» **Your task**:
State how many lines of the records below contain the word "splitting", giving the number and nothing else.

» **Data for the task**:
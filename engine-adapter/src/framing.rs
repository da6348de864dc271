//! Pure buffer-to-frame splitting, kept free of any I/O so the framing rules
//! can be exercised directly in tests.
//!
//! A GTP frame is terminated by a blank line. In JSON transport mode a frame
//! is instead "the whole buffer parses as JSON" — checked on every arrival
//! since there's no terminator to scan for.

/// The classified shape of one completed frame.
#[derive(Debug, Clone, PartialEq, Eq)]
pub enum FrameClass {
    /// Leading `=`; payload is the trimmed remainder.
    Success(String),
    /// Leading `?`; payload is the trimmed remainder.
    Failure(String),
    /// Neither `=` nor `?`; the engine violated the protocol.
    Violation(String),
}

fn ends_with_blank_line(buffer: &str) -> bool {
    buffer.ends_with("\n\n") || buffer.ends_with("\r\n\r\n")
}

/// Drains every complete frame out of `buffer`, leaving any trailing partial
/// frame in place for the next read. Returns an empty `Vec` until the buffer
/// ends on a blank line.
pub fn extract_frames(buffer: &mut String) -> Vec<String> {
    if !ends_with_blank_line(buffer) {
        return Vec::new();
    }
    let normalized = buffer.replace("\r\n", "\n");
    let mut pieces: Vec<String> = normalized.split("\n\n").map(str::to_string).collect();
    // splitting on the separator that the buffer ends with always leaves one
    // trailing empty piece.
    pieces.pop();
    buffer.clear();
    pieces.into_iter().filter(|p| !p.is_empty()).collect()
}

/// Classifies a single completed frame's body by its leading byte.
pub fn classify_frame(frame: &str) -> FrameClass {
    let trimmed = frame.trim_start();
    if let Some(rest) = trimmed.strip_prefix('=') {
        FrameClass::Success(rest.trim().to_string())
    } else if let Some(rest) = trimmed.strip_prefix('?') {
        FrameClass::Failure(rest.trim().to_string())
    } else {
        FrameClass::Violation(trimmed.trim().to_string())
    }
}

/// Attempts to parse the accumulated buffer as one JSON frame. Returns the
/// decoded value and clears the buffer on success; leaves the buffer
/// untouched on failure so the caller keeps accumulating.
pub fn try_extract_json_frame(buffer: &mut String) -> Option<serde_json::Value> {
    match serde_json::from_str::<serde_json::Value>(buffer) {
        Ok(value) => {
            buffer.clear();
            Some(value)
        }
        Err(_) => None,
    }
}

#[cfg(test)]
mod tests {
    use super::*;

    #[test]
    fn no_frame_until_blank_line_terminates_the_buffer() {
        let mut buffer = String::from("= hello\n");
        assert!(extract_frames(&mut buffer).is_empty());
        assert_eq!(buffer, "= hello\n");
    }

    #[test]
    fn single_frame_is_extracted_and_buffer_drained() {
        let mut buffer = String::from("= hello\n\n");
        let frames = extract_frames(&mut buffer);
        assert_eq!(frames, vec!["= hello".to_string()]);
        assert!(buffer.is_empty());
    }

    #[test]
    fn multiple_frames_arriving_in_one_read_are_all_extracted_in_order() {
        let mut buffer = String::from("= first\n\n? second reason\n\n");
        let frames = extract_frames(&mut buffer);
        assert_eq!(
            frames,
            vec!["= first".to_string(), "? second reason".to_string()]
        );
    }

    #[test]
    fn crlf_line_endings_are_normalized() {
        let mut buffer = String::from("= ok\r\n\r\n");
        let frames = extract_frames(&mut buffer);
        assert_eq!(frames, vec!["= ok".to_string()]);
    }

    #[test]
    fn classify_reads_the_leading_marker() {
        assert_eq!(
            classify_frame("= D4"),
            FrameClass::Success("D4".to_string())
        );
        assert_eq!(
            classify_frame("? unacceptable move"),
            FrameClass::Failure("unacceptable move".to_string())
        );
        assert_eq!(
            classify_frame("garbage"),
            FrameClass::Violation("garbage".to_string())
        );
    }

    #[test]
    fn json_frame_extraction_waits_for_a_complete_value() {
        let mut buffer = String::from("{\"result\":");
        assert!(try_extract_json_frame(&mut buffer).is_none());
        buffer.push_str("\"= D4\"}");
        let value = try_extract_json_frame(&mut buffer).expect("complete json value");
        assert_eq!(value["result"], "= D4");
        assert!(buffer.is_empty());
    }
}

» **Task output**:
2